▸ What is being asked
For the data below, restate word for word only the lines from the line containing "of catalog descriptors into queryable layer targets." through the line containing "#[derive(Debug)]", both ends included.

★ ★ ★ ★

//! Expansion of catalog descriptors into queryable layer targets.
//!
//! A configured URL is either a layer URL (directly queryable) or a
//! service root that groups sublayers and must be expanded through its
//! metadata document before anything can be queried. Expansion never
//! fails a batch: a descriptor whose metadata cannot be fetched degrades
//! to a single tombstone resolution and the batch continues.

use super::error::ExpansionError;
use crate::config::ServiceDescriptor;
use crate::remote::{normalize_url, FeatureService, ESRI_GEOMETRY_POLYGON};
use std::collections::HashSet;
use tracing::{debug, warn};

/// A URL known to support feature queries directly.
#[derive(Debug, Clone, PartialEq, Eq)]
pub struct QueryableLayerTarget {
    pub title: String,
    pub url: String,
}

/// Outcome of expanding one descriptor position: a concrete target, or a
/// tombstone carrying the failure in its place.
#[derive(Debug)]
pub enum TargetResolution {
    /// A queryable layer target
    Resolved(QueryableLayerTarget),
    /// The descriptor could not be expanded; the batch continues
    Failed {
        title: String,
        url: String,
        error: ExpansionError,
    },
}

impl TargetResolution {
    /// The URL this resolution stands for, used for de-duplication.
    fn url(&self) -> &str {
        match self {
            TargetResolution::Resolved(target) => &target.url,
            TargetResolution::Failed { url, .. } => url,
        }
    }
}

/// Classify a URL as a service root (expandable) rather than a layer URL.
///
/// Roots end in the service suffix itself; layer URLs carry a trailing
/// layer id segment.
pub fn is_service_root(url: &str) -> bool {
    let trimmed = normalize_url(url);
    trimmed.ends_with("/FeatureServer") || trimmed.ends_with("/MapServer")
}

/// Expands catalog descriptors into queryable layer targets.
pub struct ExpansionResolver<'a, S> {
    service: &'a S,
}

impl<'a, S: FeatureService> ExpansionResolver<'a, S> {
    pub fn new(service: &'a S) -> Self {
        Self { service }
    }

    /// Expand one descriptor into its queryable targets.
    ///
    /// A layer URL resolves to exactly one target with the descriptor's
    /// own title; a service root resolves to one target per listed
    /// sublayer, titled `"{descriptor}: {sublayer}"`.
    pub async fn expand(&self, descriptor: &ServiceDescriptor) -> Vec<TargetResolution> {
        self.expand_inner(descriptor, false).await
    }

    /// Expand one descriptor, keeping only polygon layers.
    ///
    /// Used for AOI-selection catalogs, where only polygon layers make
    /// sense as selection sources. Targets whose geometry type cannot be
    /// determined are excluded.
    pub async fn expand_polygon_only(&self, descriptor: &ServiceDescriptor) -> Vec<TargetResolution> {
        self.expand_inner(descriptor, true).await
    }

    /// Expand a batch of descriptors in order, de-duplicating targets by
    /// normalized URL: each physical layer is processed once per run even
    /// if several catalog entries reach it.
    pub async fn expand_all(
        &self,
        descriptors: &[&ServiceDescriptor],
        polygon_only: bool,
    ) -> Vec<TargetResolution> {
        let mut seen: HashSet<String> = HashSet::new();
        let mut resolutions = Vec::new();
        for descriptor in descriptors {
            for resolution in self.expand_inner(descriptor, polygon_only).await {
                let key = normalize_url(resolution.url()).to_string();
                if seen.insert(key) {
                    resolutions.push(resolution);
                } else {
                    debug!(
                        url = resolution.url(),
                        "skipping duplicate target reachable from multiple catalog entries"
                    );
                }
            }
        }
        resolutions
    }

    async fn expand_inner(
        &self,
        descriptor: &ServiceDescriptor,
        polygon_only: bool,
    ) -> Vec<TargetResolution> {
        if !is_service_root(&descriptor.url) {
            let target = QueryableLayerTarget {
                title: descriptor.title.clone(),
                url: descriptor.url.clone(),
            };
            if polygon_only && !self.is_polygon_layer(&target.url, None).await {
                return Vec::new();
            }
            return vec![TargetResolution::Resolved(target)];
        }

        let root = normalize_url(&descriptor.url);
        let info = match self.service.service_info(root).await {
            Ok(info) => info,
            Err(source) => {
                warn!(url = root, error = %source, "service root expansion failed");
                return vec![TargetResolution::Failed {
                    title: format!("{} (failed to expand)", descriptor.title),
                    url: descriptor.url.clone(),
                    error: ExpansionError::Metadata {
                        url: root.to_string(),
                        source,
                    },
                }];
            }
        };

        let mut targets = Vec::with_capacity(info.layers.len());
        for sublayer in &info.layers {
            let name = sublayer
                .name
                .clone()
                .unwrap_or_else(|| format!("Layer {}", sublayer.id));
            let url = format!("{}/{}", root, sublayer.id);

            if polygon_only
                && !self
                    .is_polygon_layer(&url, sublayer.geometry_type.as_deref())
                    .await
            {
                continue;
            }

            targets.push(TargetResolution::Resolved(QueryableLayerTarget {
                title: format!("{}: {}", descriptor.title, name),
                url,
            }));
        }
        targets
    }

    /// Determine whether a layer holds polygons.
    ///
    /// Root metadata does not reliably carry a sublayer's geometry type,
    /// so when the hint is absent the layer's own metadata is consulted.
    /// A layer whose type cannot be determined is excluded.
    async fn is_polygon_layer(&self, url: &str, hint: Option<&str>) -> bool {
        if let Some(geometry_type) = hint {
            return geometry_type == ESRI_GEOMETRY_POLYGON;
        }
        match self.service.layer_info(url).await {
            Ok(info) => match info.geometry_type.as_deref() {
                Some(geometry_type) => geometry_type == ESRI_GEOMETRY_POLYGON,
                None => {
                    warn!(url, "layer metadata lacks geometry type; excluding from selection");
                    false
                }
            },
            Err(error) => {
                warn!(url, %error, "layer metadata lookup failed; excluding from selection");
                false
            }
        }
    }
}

★ ★ ★ ★

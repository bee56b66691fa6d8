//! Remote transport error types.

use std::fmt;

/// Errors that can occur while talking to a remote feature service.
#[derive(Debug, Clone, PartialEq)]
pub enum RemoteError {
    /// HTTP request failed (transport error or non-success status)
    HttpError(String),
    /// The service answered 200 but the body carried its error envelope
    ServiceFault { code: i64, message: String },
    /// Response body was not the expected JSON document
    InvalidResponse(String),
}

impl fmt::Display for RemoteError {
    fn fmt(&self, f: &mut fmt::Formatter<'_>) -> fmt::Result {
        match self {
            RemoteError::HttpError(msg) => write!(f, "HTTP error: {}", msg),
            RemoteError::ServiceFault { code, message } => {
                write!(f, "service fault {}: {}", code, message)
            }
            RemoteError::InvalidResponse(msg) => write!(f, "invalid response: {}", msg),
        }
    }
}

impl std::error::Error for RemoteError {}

★ ★ ★ ★

▸ Written response
//! Expansion of catalog descriptors into queryable layer targets.
//!
//! A configured URL is either a layer URL (directly queryable) or a
//! service root that groups sublayers and must be expanded through its
//! metadata document before anything can be queried. Expansion never
//! fails a batch: a descriptor whose metadata cannot be fetched degrades
//! to a single tombstone resolution and the batch continues.

use super::error::ExpansionError;
use crate::config::ServiceDescriptor;
use crate::remote::{normalize_url, FeatureService, ESRI_GEOMETRY_POLYGON};
use std::collections::HashSet;
use tracing::{debug, warn};

/// A URL known to support feature queries directly.
#[derive(Debug, Clone, PartialEq, Eq)]
pub struct QueryableLayerTarget {
    pub title: String,
    pub url: String,
}

/// Outcome of expanding one descriptor position: a concrete target, or a
/// tombstone carrying the failure in its place.
#[derive(Debug)]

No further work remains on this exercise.